## Work required
Among the records below, which lines contain the string "LastSyncedAt"? Report them.

Collected data entries
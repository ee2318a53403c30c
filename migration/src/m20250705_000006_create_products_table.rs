use sea_orm_migration::prelude::*;

use crate::m20250705_000004_create_campaigns_table::Campaigns;

#[derive(DeriveMigrationName)]
pub struct Migration;

#[async_trait::async_trait]
impl MigrationTrait for Migration {
    async fn up(&self, manager: &SchemaManager) -> Result<(), DbErr> {
        // productsテーブル作成
        manager
            .create_table(
                Table::create()
                    .table(Products::Table)
                    .if_not_exists()
                    .col(
                        ColumnDef::new(Products::Id)
                            .integer()
                            .not_null()
                            .auto_increment()
                            .primary_key(),
                    )
                    .col(ColumnDef::new(Products::CampaignId).integer().null())
                    .col(ColumnDef::new(Products::Name).string().not_null())
                    .col(ColumnDef::new(Products::Image).text().null())
                    .col(
                        ColumnDef::new(Products::MlinkId)
                            .string_len(64)
                            .null()
                            .unique_key(),
                    )
                    .col(
                        ColumnDef::new(Products::Source)
                            .string_len(16)
                            .not_null()
                            .default("mlink"),
                    )
                    .col(ColumnDef::new(Products::SourcePayloadJson).json().null())
                    .col(
                        ColumnDef::new(Products::LastSyncedAt)
                            .timestamp_with_time_zone()
                            .null(),
                    )
                    .col(
                        ColumnDef::new(Products::CreatedAt)
                            .timestamp_with_time_zone()
                            .not_null()
                            .default(Expr::current_timestamp()),
                    )
                    .foreign_key(
                        ForeignKey::create()
                            .name("fk_products_campaign_id")
                            .from(Products::Table, Products::CampaignId)
                            .to(Campaigns::Table, Campaigns::Id)
                            .on_delete(ForeignKeyAction::Cascade),
                    )
                    .to_owned(),
            )
            .await?;

        manager
            .create_index(
                Index::create()
                    .name("idx_products_campaign_id")
                    .table(Products::Table)
                    .col(Products::CampaignId)
                    .to_owned(),
            )
            .await
    }

    async fn down(&self, manager: &SchemaManager) -> Result<(), DbErr> {
        manager
            .drop_table(Table::drop().table(Products::Table).to_owned())
            .await
    }
}

#[derive(DeriveIden)]
pub enum Products {
    Table,
    Id,
    CampaignId,
    Name,
    Image,
    MlinkId,
    Source,
    SourcePayloadJson,
    LastSyncedAt,
    CreatedAt,
}
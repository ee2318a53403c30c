// affiliate-backend/src/api/dto/dashboard_dto.rs

use chrono::{DateTime, Utc};
use rust_decimal::Decimal;
use serde::{Deserialize, Serialize};

use crate::domain::activity_log_model;

#[derive(Debug, Serialize, Deserialize)]
#[serde(rename_all = "camelCase")]
pub struct DashboardSummaryResponse {
    pub active_campaigns: u64,
    pub total_clicks: i64,
    pub total_sales: i64,
    pub total_commission: Decimal,
}

#[derive(Debug, Serialize)]
pub struct ActivityOut {
    #[serde(rename = "type")]
    pub activity_type: String,
    pub label: String,
    pub timestamp: DateTime<Utc>,
}

impl From<activity_log_model::Model> for ActivityOut {
    fn from(log: activity_log_model::Model) -> Self {
        Self {
            activity_type: log.activity_type,
            label: log.label,
            timestamp: log.timestamp,
        }
    }
}

#[derive(Debug, Clone, Default, Deserialize)]
pub struct DashboardQuery {
    pub company_id: Option<i32>,
}
// affiliate-backend/src/api/handlers/mlink_handler.rs

//! 外部パートナー（MLink）APIへのプロキシエンドポイント
//!
//! ローカルには何も書かず、パートナーのレスポンスをそのまま返す

use axum::{
    extract::{Query, State},
    routing::{get, put},
    Json, Router,
};
use serde::Deserialize;
use serde_json::Value;

use crate::api::dto::link_dto::GenerateLinkRequest;
use crate::api::AppState;
use crate::domain::user_model::UserRole;
use crate::error::{AppError, AppResult};
use crate::middleware::auth::AuthenticatedUser;

#[derive(Debug, Default, Deserialize)]
pub struct MlinkCampaignsQuery {
    #[serde(rename = "Name")]
    pub name: Option<String>,
    #[serde(rename = "StartDate")]
    pub start_date: Option<String>,
    #[serde(rename = "EndDate")]
    pub end_date: Option<String>,
}

#[derive(Debug, Default, Deserialize)]
pub struct MlinkReportsQuery {
    #[serde(rename = "InfluencerID")]
    pub influencer_id: Option<String>,
    #[serde(rename = "StartDate")]
    pub start_date: Option<String>,
    #[serde(rename = "EndDate")]
    pub end_date: Option<String>,
}

pub async fn mlink_campaigns_handler(
    _user: AuthenticatedUser,
    Query(query): Query<MlinkCampaignsQuery>,
    State(app_state): State<AppState>,
) -> AppResult<Json<Value>> {
    let mut params = Vec::new();
    if let Some(name) = query.name {
        params.push(("Name".to_string(), name));
    }
    if let Some(start_date) = query.start_date {
        params.push(("StartDate".to_string(), start_date));
    }
    if let Some(end_date) = query.end_date {
        params.push(("EndDate".to_string(), end_date));
    }

    Ok(Json(app_state.mlink_client.get_campaigns(&params).await?))
}

pub async fn mlink_reports_handler(
    user: AuthenticatedUser,
    Query(query): Query<MlinkReportsQuery>,
    State(app_state): State<AppState>,
) -> AppResult<Json<Value>> {
    if !matches!(user.role, UserRole::Admin | UserRole::Company) {
        return Err(AppError::Forbidden("Access denied".to_string()));
    }

    let mut params = Vec::new();
    if let Some(influencer_id) = query.influencer_id {
        params.push(("InfluencerID".to_string(), influencer_id));
    }
    if let Some(start_date) = query.start_date {
        params.push(("StartDate".to_string(), start_date));
    }
    if let Some(end_date) = query.end_date {
        params.push(("EndDate".to_string(), end_date));
    }

    Ok(Json(app_state.mlink_client.get_report(&params).await?))
}

/// パートナー側でのリンク発行
///
/// インフルエンサー本人の場合はIDと名前を自身のプロフィールで
/// 強制してから中継する
pub async fn mlink_generate_link_handler(
    user: AuthenticatedUser,
    State(app_state): State<AppState>,
    Json(mut request): Json<GenerateLinkRequest>,
) -> AppResult<Json<Value>> {
    if user.role == UserRole::Influencer {
        let influencer = app_state
            .influencer_repo
            .find_by_user_id(user.user_id)
            .await?
            .ok_or_else(|| AppError::NotFound("Influencer not found".to_string()))?;
        request.influencer_id = influencer.id.to_string();
        request.influencer_name = influencer.username;
    }

    Ok(Json(app_state.mlink_client.generate_link(&request).await?))
}

/// MLinkプロキシのルーター
pub fn mlink_router(app_state: AppState) -> Router {
    Router::new()
        .route("/mlink/campaigns", get(mlink_campaigns_handler))
        .route("/mlink/reports", get(mlink_reports_handler))
        .route("/mlink/generate-link", put(mlink_generate_link_handler))
        .with_state(app_state)
}
use sea_orm_migration::prelude::*;

use crate::m20250705_000001_create_companies_table::Companies;

#[derive(DeriveMigrationName)]
pub struct Migration;

#[async_trait::async_trait]
impl MigrationTrait for Migration {
    async fn up(&self, manager: &SchemaManager) -> Result<(), DbErr> {
        // usersテーブル作成
        manager
            .create_table(
                Table::create()
                    .table(Users::Table)
                    .if_not_exists()
                    .col(
                        ColumnDef::new(Users::Id)
                            .integer()
                            .not_null()
                            .auto_increment()
                            .primary_key(),
                    )
                    .col(ColumnDef::new(Users::CompanyId).integer().null())
                    .col(
                        ColumnDef::new(Users::Username)
                            .string_len(255)
                            .not_null()
                            .unique_key(),
                    )
                    .col(ColumnDef::new(Users::PasswordHash).text().not_null())
                    .col(
                        ColumnDef::new(Users::Role)
                            .string_len(16)
                            .not_null()
                            .default("company"),
                    )
                    .col(
                        ColumnDef::new(Users::CreatedAt)
                            .timestamp_with_time_zone()
                            .not_null()
                            .default(Expr::current_timestamp()),
                    )
                    .foreign_key(
                        ForeignKey::create()
                            .name("fk_users_company_id")
                            .from(Users::Table, Users::CompanyId)
                            .to(Companies::Table, Companies::Id)
                            .on_delete(ForeignKeyAction::Cascade),
                    )
                    .to_owned(),
            )
            .await?;

        manager
            .create_index(
                Index::create()
                    .name("idx_users_company_id")
                    .table(Users::Table)
                    .col(Users::CompanyId)
                    .to_owned(),
            )
            .await
    }

    async fn down(&self, manager: &SchemaManager) -> Result<(), DbErr> {
        manager
            .drop_table(Table::drop().table(Users::Table).to_owned())
            .await
    }
}

#[derive(DeriveIden)]
pub enum Users {
    Table,
    Id,
    CompanyId,
    Username,
    PasswordHash,
    Role,
    CreatedAt,
}
// affiliate-backend/src/domain/user_model.rs

use chrono::{DateTime, Utc};
use sea_orm::entity::prelude::*;
use serde::{Deserialize, Serialize};
use std::fmt;
use std::str::FromStr;

#[derive(Clone, Debug, PartialEq, Eq, DeriveEntityModel, Serialize, Deserialize)]
#[sea_orm(table_name = "users")]
pub struct Model {
    #[sea_orm(primary_key)]
    pub id: i32,
    pub company_id: Option<i32>,
    #[sea_orm(unique)]
    pub username: String,
    #[serde(skip_serializing)]
    pub password_hash: String,
    pub role: String,
    pub created_at: DateTime<Utc>,
}

#[derive(Copy, Clone, Debug, EnumIter, DeriveRelation)]
pub enum Relation {
    #[sea_orm(
        belongs_to = "crate::domain::company_model::Entity",
        from = "Column::CompanyId",
        to = "crate::domain::company_model::Column::Id"
    )]
    Company,
}

impl Related<crate::domain::company_model::Entity> for Entity {
    fn to() -> RelationDef {
        Relation::Company.def()
    }
}

impl ActiveModelBehavior for ActiveModel {}

/// ユーザーロール
///
/// トークンの `role` クレームとDBの `role` カラムで共有する
#[derive(Debug, Clone, Copy, PartialEq, Eq, Serialize, Deserialize)]
#[serde(rename_all = "lowercase")]
pub enum UserRole {
    Admin,
    Company,
    Influencer,
}

impl UserRole {
    pub fn as_str(&self) -> &'static str {
        match self {
            UserRole::Admin => "admin",
            UserRole::Company => "company",
            UserRole::Influencer => "influencer",
        }
    }

    pub fn is_admin(&self) -> bool {
        matches!(self, UserRole::Admin)
    }
}

impl fmt::Display for UserRole {
    fn fmt(&self, f: &mut fmt::Formatter<'_>) -> fmt::Result {
        f.write_str(self.as_str())
    }
}

impl FromStr for UserRole {
    type Err = String;

    fn from_str(s: &str) -> Result<Self, Self::Err> {
        match s {
            "admin" => Ok(UserRole::Admin),
            "company" => Ok(UserRole::Company),
            "influencer" => Ok(UserRole::Influencer),
            other => Err(format!("Unknown role: {}", other)),
        }
    }
}

impl Model {
    pub fn role(&self) -> Option<UserRole> {
        self.role.parse().ok()
    }
}

#[cfg(test)]
mod tests {
    use super::*;

    #[test]
    fn test_user_role_round_trip() {
        for role in [UserRole::Admin, UserRole::Company, UserRole::Influencer] {
            assert_eq!(role.as_str().parse::<UserRole>().unwrap(), role);
        }
        assert!("superuser".parse::<UserRole>().is_err());
    }

    #[test]
    fn test_is_admin() {
        assert!(UserRole::Admin.is_admin());
        assert!(!UserRole::Company.is_admin());
        assert!(!UserRole::Influencer.is_admin());
    }
}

## Solution
                        ColumnDef::new(Products::LastSyncedAt)
    LastSyncedAt,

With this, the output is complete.